Throughout the listing below, show every line in which "else" occurs.

┌──

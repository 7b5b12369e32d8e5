//! # VE.Direct Capture
//!
//! Read one telemetry record (or a stream of them) from a Victron solar charge
//! controller and print it as JSON lines on stdout.
//!
//! Diagnostics go to stderr and, when a log directory is configured, to a
//! daily rolling log file.

use anyhow::{bail, Context, Result};
use clap::Parser;
use std::path::PathBuf;
use std::process::ExitCode;
use tracing::{debug, error, info, Level};
use tracing_appender::non_blocking::WorkerGuard;
use tracing_appender::rolling::{RollingFileAppender, Rotation};
use tracing_subscriber::layer::SubscriberExt;
use tracing_subscriber::util::SubscriberInitExt;
use tracing_subscriber::{fmt, EnvFilter};

use vedirect_capture::config::Config;
use vedirect_capture::error::{VeDirectError, EXIT_FAILURE, MAX_STATE_EXIT_CODE};
use vedirect_capture::telemetry::{capture_once, Poller, Sample};

/// Prefix of the daily rolling log files
const LOG_FILE_PREFIX: &str = "vedirect-capture.log";

/// Capture telemetry from a Victron charge controller over VE.Direct
#[derive(Parser, Debug)]
#[command(name = "vedirect-capture", version, about, long_about = None)]
struct Cli {
    /// Configuration file (TOML)
    #[arg(short, long)]
    config: Option<PathBuf>,

    /// Serial device of the VE.Direct port
    #[arg(short = 's', long)]
    device: Option<String>,

    /// Enable debug diagnostics
    #[arg(short, long)]
    verbose: bool,

    /// Reject blocks with a bad checksum
    #[arg(long)]
    validate_checksum: bool,

    /// Capture repeatedly every N milliseconds
    #[arg(long, value_name = "N")]
    interval_ms: Option<u64>,

    /// Stop polling after N captures
    #[arg(long, value_name = "N")]
    count: Option<u64>,
}

impl Cli {
    /// Load the configuration file (or defaults) and apply command line overrides
    fn resolve_config(&self) -> Result<Config> {
        let mut config = match &self.config {
            Some(path) => Config::load(path)?,
            None => Config::default(),
        };

        if let Some(device) = &self.device {
            config.serial.port = device.clone();
        }
        if self.validate_checksum {
            config.decoder.validate_checksum = true;
        }
        if let Some(interval_ms) = self.interval_ms {
            config.poll.interval_ms = interval_ms;
        }

        config.validate()?;

        if self.count.is_some() && !config.is_polling() {
            bail!("--count requires a poll interval (--interval-ms or [poll] interval_ms)");
        }

        Ok(config)
    }
}

/// Daily rolling log file appender in `directory`
///
/// # Errors
///
/// Returns error if the directory cannot be created or written
fn file_appender(directory: &str) -> Result<RollingFileAppender> {
    RollingFileAppender::builder()
        .rotation(Rotation::DAILY)
        .filename_prefix(LOG_FILE_PREFIX)
        .build(directory)
        .with_context(|| format!("cannot log to directory {}", directory))
}

/// Install the stderr subscriber, plus a rolling file layer if configured
///
/// The returned guard flushes the file writer on drop and must be held until
/// the process exits.
fn init_logging(verbose: bool, log_directory: Option<&str>) -> Result<Option<WorkerGuard>> {
    let level = if verbose { Level::DEBUG } else { Level::WARN };
    let filter = EnvFilter::from_default_env().add_directive(level.into());
    let stderr_layer = fmt::layer().with_writer(std::io::stderr);

    match log_directory {
        Some(directory) => {
            let (writer, guard) = tracing_appender::non_blocking(file_appender(directory)?);
            tracing_subscriber::registry()
                .with(filter)
                .with(stderr_layer)
                .with(fmt::layer().with_ansi(false).with_writer(writer))
                .init();
            Ok(Some(guard))
        }
        None => {
            tracing_subscriber::registry()
                .with(filter)
                .with(stderr_layer)
                .init();
            Ok(None)
        }
    }
}

/// Exit code of a successful single capture: the operational state code
///
/// Capped below the failure codes so success never reads as failure.
fn state_exit_code(sample: &Sample) -> u8 {
    sample
        .record
        .operational_state()
        .map_or(0, |state| state.clamp(0, i64::from(MAX_STATE_EXIT_CODE)) as u8)
}

/// Exit code for an error that ended the run
fn failure_exit_code(err: &anyhow::Error) -> u8 {
    err.downcast_ref::<VeDirectError>()
        .map_or(EXIT_FAILURE, VeDirectError::exit_code)
}

fn print_sample(sample: &Sample) {
    match sample.to_json_line() {
        Ok(line) => println!("{}", line),
        Err(e) => error!("Failed to serialize sample: {}", e),
    }
}

/// Capture once and print the record
async fn run_once(config: &Config) -> Result<u8> {
    let sample = capture_once(config).await?;
    println!("{}", sample.to_json_line()?);
    Ok(state_exit_code(&sample))
}

/// Capture on an interval until Ctrl+C (or `--count` captures)
async fn run_polling(config: &Config, count: Option<u64>) -> Result<u8> {
    let mut poller = Poller::from_config(config);
    if let Some(count) = count {
        poller = poller.with_max_iterations(count);
    }

    info!("Press Ctrl+C to exit");

    let stats = poller
        .run(
            || capture_once(config),
            print_sample,
            async {
                if let Err(e) = tokio::signal::ctrl_c().await {
                    error!("Failed to listen for Ctrl+C: {}", e);
                    std::future::pending::<()>().await;
                }
            },
        )
        .await;

    debug!("Poll statistics: {:?}", stats);
    Ok(0)
}

/// Main entry point for VE.Direct capture
///
/// # Control Flow
///
/// 1. Parse the command line and resolve the configuration
/// 2. Set up logging (stderr, optional rolling file)
/// 3. Single shot: capture one record, print it, exit with its `CS` code
/// 4. Poll mode: capture every `interval_ms` until Ctrl+C
///
/// # Exit Codes
///
/// - Single shot success: operational state code (0 if not transmitted),
///   at most 252
/// - 253: usage, configuration or other failure
/// - 254: no usable block in the capture
/// - 255: serial capture failure
#[tokio::main(flavor = "current_thread")]
async fn main() -> ExitCode {
    let cli = match Cli::try_parse() {
        Ok(cli) => cli,
        Err(e) => {
            let _ = e.print();
            // --help and --version also arrive here
            return if e.use_stderr() {
                ExitCode::from(EXIT_FAILURE)
            } else {
                ExitCode::SUCCESS
            };
        }
    };

    let config = match cli.resolve_config() {
        Ok(config) => config,
        Err(e) => {
            eprintln!("vedirect-capture: {:#}", e);
            return ExitCode::from(EXIT_FAILURE);
        }
    };

    let _guard = match init_logging(cli.verbose, config.log_directory()) {
        Ok(guard) => guard,
        Err(e) => {
            eprintln!("vedirect-capture: {:#}", e);
            return ExitCode::from(EXIT_FAILURE);
        }
    };
    info!("VE.Direct capture v{} starting on {}", env!("CARGO_PKG_VERSION"), config.serial.port);

    let result = if config.is_polling() {
        run_polling(&config, cli.count).await
    } else {
        run_once(&config).await
    };

    match result {
        Ok(code) => ExitCode::from(code),
        Err(e) => {
            error!("{:#}", e);
            ExitCode::from(failure_exit_code(&e))
        }
    }
}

└──

**Exercise result:**
    let level = if verbose { Level::DEBUG } else { Level::WARN };
            } else {
    } else {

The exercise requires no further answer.